Wednesday, June 26, 2019

The Baker's Secret by Stephen P. Kiernan

This WWII survival story centers around 22 year old Emma.  She bakes bread in a small village in Normandy France.  The people are suffering from both from physical brutality and hunger during the German occupation.  She is ordered to bake 12 loaves of bread daily for the Nazi occupiers.  Her acts of resistance begin by adding straw to the flour she is given which allows her to make 14 loaves.  Those two extra secret loaves will not only feed her neighbors but allow her to set up an informal bartering system that allows many of the village needs to be met. Still there is more fear then hope in her daily existence - a sense that no one really cares what happens to the people of France.  There are some beautifully written passages in this story although it often seems to lack the weight of internal struggle found in similar books like The Nightingale .  Still it is well worth the read.

Louisa by Louisa Thomas

The subtitle of this book is "The Extraordinary Life of Mrs.
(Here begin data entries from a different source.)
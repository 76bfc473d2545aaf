//! Platform status poller.
//!
//! Each tick moves through fetch -> diff -> notify: inside the
//! maintenance window the fetch is skipped and an all-maintenance
//! snapshot takes its place. Only a snapshot that differs from the
//! last-known one is persisted and emitted, so unchanged input produces
//! nothing.

use std::sync::Arc;
use std::time::Duration;

use chrono::{DateTime, Utc};
use tokio::sync::mpsc;
use tokio_util::sync::CancellationToken;

use crate::cache::{Cache, keys};
use crate::error::Result;
use crate::extract;
use crate::fetch::HttpFetcher;
use crate::models::{CacheConfig, Config, EngineEvent, StatusSnapshot, SystemStatus};
use crate::poll::MaintenanceWindow;
use crate::store::Store;

/// What one poll cycle did.
#[derive(Debug, Clone, PartialEq, Eq)]
pub enum StatusTick {
    /// Snapshot matches the last-known one; nothing persisted or emitted
    Unchanged,
    /// At least one system differs; snapshot persisted and emitted
    Changed(StatusSnapshot),
}

/// Periodic status page monitor.
pub struct StatusPoller {
    fetcher: HttpFetcher,
    cache: Cache,
    store: Arc<dyn Store>,
    events: mpsc::Sender<EngineEvent>,
    status_url: String,
    interval: Duration,
    window: MaintenanceWindow,
    status_ttl: Duration,
    last: Option<StatusSnapshot>,
}

impl StatusPoller {
    pub fn new(
        fetcher: HttpFetcher,
        cache: Cache,
        store: Arc<dyn Store>,
        config: &Config,
        cache_config: &CacheConfig,
        events: mpsc::Sender<EngineEvent>,
    ) -> Result<Self> {
        Ok(Self {
            fetcher,
            cache,
            store,
            events,
            status_url: config.endpoints.status_url.clone(),
            interval: Duration::from_secs(config.poll.status_interval_secs),
            window: MaintenanceWindow::from_config(&config.maintenance)?,
            status_ttl: Duration::from_secs(cache_config.status_ttl_secs),
            last: None,
        })
    }

    /// Run the poll loop until the token is cancelled.
    ///
    /// Individual tick failures are logged and the loop continues on the
    /// next interval; a bad cycle never terminates the poller.
    pub async fn run(mut self, token: CancellationToken) {
        self.last = match self.store.load_status().await {
            Ok(last) => last,
            Err(e) => {
                log::warn!("Could not restore last status snapshot: {e}");
                None
            }
        };

        let mut timer = tokio::time::interval(self.interval);
        timer.set_missed_tick_behavior(tokio::time::MissedTickBehavior::Delay);
        log::info!("Status poller started ({}s interval)", self.interval.as_secs());

        loop {
            tokio::select! {
                _ = token.cancelled() => {
                    log::info!("Status poller stopping");
                    return;
                }
                _ = timer.tick() => {
                    match self.tick(Utc::now()).await {
                        Ok(StatusTick::Changed(snapshot)) => {
                            log::info!("Status changed: {:?}", snapshot.systems);
                        }
                        Ok(StatusTick::Unchanged) => {}
                        Err(e) => log::warn!("Status tick failed, no update this cycle: {e}"),
                    }
                }
            }
        }
    }

    /// One poll cycle at the given instant.
    pub async fn tick(&mut self, now: DateTime<Utc>) -> Result<StatusTick> {
        let snapshot = if self.window.contains(now) {
            log::debug!("Inside maintenance window; skipping status fetch");
            StatusSnapshot::uniform(SystemStatus::Maintenance, now)
        } else {
            let html = self.fetcher.fetch(&self.status_url).await?;
            extract::extract_status(&html, now)?
        };

        self.apply(snapshot).await
    }

    /// Diff a fresh snapshot against the last-known one, persisting and
    /// emitting only on change.
    async fn apply(&mut self, snapshot: StatusSnapshot) -> Result<StatusTick> {
        let changed = match &self.last {
            Some(last) => snapshot.differs_from(last),
            None => true,
        };
        if !changed {
            return Ok(StatusTick::Unchanged);
        }

        self.store.save_status(&snapshot).await?;
        self.cache
            .set_json(&keys::status(), &snapshot, self.status_ttl)
            .await;
        if self
            .events
            .send(EngineEvent::StatusChanged(snapshot.clone()))
            .await
            .is_err()
        {
            log::warn!("Event channel closed; dropping status event");
        }

        self.last = Some(snapshot.clone());
        Ok(StatusTick::Changed(snapshot))
    }

    /// One-shot status check for on-demand callers: maintenance window
    /// first, then cache, then a live fetch. Emits nothing.
    pub async fn current_status(&self, now: DateTime<Utc>) -> Result<StatusSnapshot> {
        if self.window.contains(now) {
            return Ok(StatusSnapshot::uniform(SystemStatus::Maintenance, now));
        }
        if let Some(snapshot) = self.cache.get_json::<StatusSnapshot>(&keys::status()).await {
            return Ok(snapshot);
        }

        let html = self.fetcher.fetch(&self.status_url).await?;
        let snapshot = extract::extract_status(&html, now)?;
        self.cache
            .set_json(&keys::status(), &snapshot, self.status_ttl)
            .await;
        Ok(snapshot)
    }
}

#[cfg(test)]
mod tests {
    use super::*;
    use crate::store::LocalStore;
    use chrono::TimeZone;

    const STATUS_PAGE: &str = r#"
        <div class="component">
          <span class="name">Platform</span>
          <span class="component-status" data-status="operational">Up</span>
        </div>
        <div class="component">
          <span class="name">Persistent Universe</span>
          <span class="component-status" data-status="operational">Up</span>
        </div>
        <div class="component">
          <span class="name">Arena Commander</span>
          <span class="component-status" data-status="operational">Up</span>
        </div>
    "#;

    fn make_poller(
        dir: &tempfile::TempDir,
    ) -> (StatusPoller, mpsc::Receiver<EngineEvent>) {
        let config = Config::default();
        let (tx, rx) = mpsc::channel(16);
        let fetcher =
            HttpFetcher::new(&config.fetcher, CancellationToken::new()).unwrap();
        let poller = StatusPoller::new(
            fetcher,
            Cache::new(&config.cache),
            Arc::new(LocalStore::new(dir.path(), 100)),
            &config,
            &config.cache,
            tx,
        )
        .unwrap();
        (poller, rx)
    }

    fn outside_window() -> DateTime<Utc> {
        // 06:00 UTC, well clear of the default 22:00+3h window
        Utc.with_ymd_and_hms(2024, 10, 26, 6, 0, 0).unwrap()
    }

    fn inside_window() -> DateTime<Utc> {
        Utc.with_ymd_and_hms(2024, 10, 26, 23, 30, 0).unwrap()
    }

    #[tokio::test]
    async fn identical_content_emits_exactly_one_event() {
        let dir = tempfile::tempdir().unwrap();
        let (mut poller, mut rx) = make_poller(&dir);
        let now = outside_window();

        let snapshot = extract::extract_status(STATUS_PAGE, now).unwrap();
        let first = poller.apply(snapshot.clone()).await.unwrap();
        assert!(matches!(first, StatusTick::Changed(_)));
        assert!(matches!(
            rx.try_recv(),
            Ok(EngineEvent::StatusChanged(_))
        ));

        let second = poller.apply(snapshot).await.unwrap();
        assert_eq!(second, StatusTick::Unchanged);
        assert!(rx.try_recv().is_err());
    }

    #[tokio::test]
    async fn maintenance_window_tick_makes_no_network_call() {
        let dir = tempfile::tempdir().unwrap();
        let (mut poller, _rx) = make_poller(&dir);
        // The default endpoints point at real hosts; a fetch attempt
        // would not produce a clean all-maintenance snapshot.
        poller.status_url = "http://127.0.0.1:1/unreachable".to_string();

        let tick = poller.tick(inside_window()).await.unwrap();
        let StatusTick::Changed(snapshot) = tick else {
            panic!("first maintenance tick should report a change");
        };
        assert!(
            snapshot
                .systems
                .values()
                .all(|s| *s == SystemStatus::Maintenance)
        );
    }

    #[tokio::test]
    async fn changed_snapshot_is_persisted_with_history() {
        let dir = tempfile::tempdir().unwrap();
        let (mut poller, _rx) = make_poller(&dir);
        let store = Arc::clone(&poller.store);

        let snapshot = extract::extract_status(STATUS_PAGE, outside_window()).unwrap();
        poller.apply(snapshot).await.unwrap();

        assert!(store.load_status().await.unwrap().is_some());
        assert_eq!(store.status_history(10).await.unwrap().len(), 1);
    }

    #[tokio::test]
    async fn restored_snapshot_suppresses_duplicate_event() {
        let dir = tempfile::tempdir().unwrap();
        let now = outside_window();

        {
            let (mut poller, _rx) = make_poller(&dir);
            let snapshot = extract::extract_status(STATUS_PAGE, now).unwrap();
            poller.apply(snapshot).await.unwrap();
        }

        // A fresh poller restores last-known state from the store.
        let (mut poller, mut rx) = make_poller(&dir);
        poller.last = poller.store.load_status().await.unwrap();

        let snapshot = extract::extract_status(STATUS_PAGE, now).unwrap();
        let tick = poller.apply(snapshot).await.unwrap();
        assert_eq!(tick, StatusTick::Unchanged);
        assert!(rx.try_recv().is_err());
    }
}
Adams" - that would be John Quincey Adams, third President of the United States.  Her life was indeed extraordinary.  She was British marrying an American from a founding American family.  She lived in Paris and Russia while JQ served in various diplomatic capacities as representative of a country that much of Europe still did not know existed.  She had four live births after multiple pregnancies and only one child out lived her.  She wrote three autobiographies that don't always square with the historical record. There was much to make an exciting story but this book is not that.  There were many interesting historical side trips that were enlightening but seemed impersonal.  I think Thomas missed the boat.  This would have been great historical fiction. Use all that historical research to make Louisa an inside observer to our early, clumsy history. Flesh out the complicated relationship between her and JQ.  She had opinions about the great question of slavery and women's rights so early on.  Historical fiction would have allowed revealing conversations between Louisa and the Grimke sisters or Jefferson or Abigail Adams or even JQ.  Yea - she missed the boat on this one.